Mike Gotta from the Burton Group posted notes encapsulating his essential gleanings from Charles Phillip's keynote:

  • The company is investing around US$3B in research-related activities; it holds 1,200 patents.
  • It has made 50 acquisitions over the last five years; one out of every three employees are non-Oracle (prior to expansion). It went from 40K to 85K employees.
  • It has grown by 25 percent over the last year; the stock is up 18 percent.
  • It is formalizing integration methods, with packaged integration that is similar in concept to packaged applications.

"Standards are not always available for all types of integration so challenge of leading standards effort or moving ahead in a way that remains open (will be especially true for emerging areas related to social networking)," Gotta says.

Going Swimmingly

In his fifth -- and probably still counting -- post of the day, an equally terse Paul Greenberg wrote, "Lots of 2008 innovations -- 10 new Siebel 8.0 products; 366 enhancements; E-Business Suite 12 - 1466 enhancements, 2 products. E-Business 12.1 preview out. -- Adding supply chain, mfg., HR modules which 12.0 enhanced financials. Common dashboards, recruiting, etc. Social CRM is a hosted CRM offering -- Web 2.0 enhancements to allow salespeople to communicate with each other and customers. Siebel 8.1 includes loyalty apps. Now onto middleware strategy which I'm going to let slide because my hands hurt. Ahhhhh. Rest is blissful. ...."

Denis Pombriant got right to the point relating his initial impressions of the event: "Michael Phelps just did a cameo. ..."

Other links to the conference:

Keynotes can be viewed online.

Video highlights from the event are available on YouTube.

Event photos can be found on Flickr.

Oracle Tweets can be read here. Anyone who wants to Twitter and link at this site just has to mark the Tweet with #openworld08 or #oow08.

Valuing a Customer Base

Concerning the never-ending quest to appropriately segment and then value a customer, Mara Stoltz muses, "I wish my CRM system had a field inside of it that tracked every time a customer of ours mentioned Four51 glowingly at a cocktail party or wrote about us on a social networking site. While I don't think it's easy, I do think it's attainable. Somewhere at the intersection of purely quantitative and attitudinal information exists the ability of our data to tell us who our best customer truly is."

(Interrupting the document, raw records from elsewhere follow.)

//! Destination URL validation.

use url::Url;

/// Longest destination accepted, in bytes.
pub const MAX_DESTINATION_LEN: usize = 2048;

/// Errors that can occur while validating a destination.
#[derive(Debug, thiserror::Error, PartialEq)]
pub enum DestinationError {
    #[error("Destination URL is required")]
    Empty,

    #[error("Destination URL is too long (max {MAX_DESTINATION_LEN} bytes)")]
    TooLong,

    #[error("Invalid destination URL format: {0}")]
    InvalidFormat(String),

    #[error("Only HTTP and HTTPS destinations are allowed")]
    UnsupportedProtocol,

    #[error("Destination URL must include a host")]
    MissingHost,
}

/// Parses a destination and returns its serialized form.
///
/// The serialized form is what gets stored and later sent as `Location`, so it is
/// always a valid header value (non-ASCII hosts are punycoded, paths percent-encoded).
///
/// # Errors
///
/// Returns a [`DestinationError`] for empty, oversized, relative, host-less or
/// non-HTTP(S) input.
///
/// # Examples
///
/// ```ignore
/// assert_eq!(
///     validate_destination("https://example.org/page").unwrap(),
///     "https://example.org/page"
/// );
/// assert!(validate_destination("javascript:alert(1)").is_err());
/// ```
pub fn validate_destination(input: &str) -> Result<String, DestinationError> {
    let input = input.trim();

    if input.is_empty() {
        return Err(DestinationError::Empty);
    }

    if input.len() > MAX_DESTINATION_LEN {
        return Err(DestinationError::TooLong);
    }

    let url = Url::parse(input).map_err(|e| DestinationError::InvalidFormat(e.to_string()))?;

    match url.scheme() {
        "http" | "https" => {}
        _ => return Err(DestinationError::UnsupportedProtocol),
    }

    if url.host_str().is_none_or(str::is_empty) {
        return Err(DestinationError::MissingHost);
    }

    Ok(url.to_string())
}

#[cfg(test)]
mod tests {
    use super::*;

    #[test]
    fn test_valid_url_is_preserved() {
        assert_eq!(
            validate_destination("https://example.org/page").unwrap(),
            "https://example.org/page"
        );
        assert_eq!(
            validate_destination("http://example.com/a?b=c#frag").unwrap(),
            "http://example.com/a?b=c#frag"
        );
    }

    #[test]
    fn test_surrounding_whitespace_is_trimmed() {
        assert_eq!(
            validate_destination("  https://example.org/page \n").unwrap(),
            "https://example.org/page"
        );
    }

    #[test]
    fn test_bare_host_gets_root_path() {
        assert_eq!(
            validate_destination("https://example.org").unwrap(),
            "https://example.org/"
        );
    }

    #[test]
    fn test_non_ascii_is_encoded() {
        let url = validate_destination("https://example.org/päge").unwrap();
        assert!(url.is_ascii());
        assert_eq!(url, "https://example.org/p%C3%A4ge");
    }

    #[test]
    fn test_empty_rejected() {
        assert_eq!(validate_destination("   "), Err(DestinationError::Empty));
    }

    #[test]
    fn test_relative_rejected() {
        assert!(matches!(
            validate_destination("/just/a/path"),
            Err(DestinationError::InvalidFormat(_))
        ));
        assert!(matches!(
            validate_destination("not-a-url"),
            Err(DestinationError::InvalidFormat(_))
        ));
    }

    #[test]
    fn test_dangerous_schemes_rejected() {
        for input in ["javascript:alert(1)", "data:text/html,hi", "file:///etc/passwd"] {
            assert_eq!(
                validate_destination(input),
                Err(DestinationError::UnsupportedProtocol),
                "{input}"
            );
        }
    }

    #[test]
    fn test_too_long_rejected() {
        let long = format!("https://example.org/{}", "a".repeat(MAX_DESTINATION_LEN));
        assert_eq!(validate_destination(&long), Err(DestinationError::TooLong));
    }
}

In short, whoever pumped the most amount of revenue into the business last year is often not the best customer. "This customer might have cost you in other ways," she writes. "We all know who this customer is: the one who always has a custom order, the one who spends more time on the phone with your support team than they do working, the one who has the same billing question every month."

Unfortunately, Stoltz does not have way to quantify the soft behaviors that she feels best identify a good customer. "In a lot of ways this post was just a rant because there is no good way to do this," she tells CRM Buyer. The closest system is the company's internal referral module. "That gives us a hint of the type of data we are looking for."

Wall Street Woes and the Tech Industry

Silicon Valley remains disconnected from the economic unwinding that is Wall Street today, in large part because the Lehman Brothers and Merrill Lynches and their ilk do not spend a great deal on Internet-based advertising, ValleyWag points out.

"Lehman spent just $501,900 on ads, both online and off, in the first half of 2008. Merrill Lynch, which has a much larger consumer business, still only spent $38 million on advertising last year," ValleyWag notes in a recent post.

Still, there will be an impact, even on the seemingly unsinkable Salesforce.com (NYSE: CRM).

"On February 27, 2007, Salesforce.com announced its largest deal ever, signing Merrill Lynch as a client and adding 25,000 new subscribers," the ValleyWag post continues. "How will Salesforce.com fare now Merrill and those 25,000 accounts are moving to Bank of America? At worst, Bank of America will insist Merill's brokers and their assistants use the Soffront CRM software the bank signed up for in March. At best, Salesforce.com will lose several thousand accounts as the new company seeks to reduce redundancies and lays off as many as 20,000."

Cisco, News Corp., Bloomberg and RIM will also be feeling the pain, it says.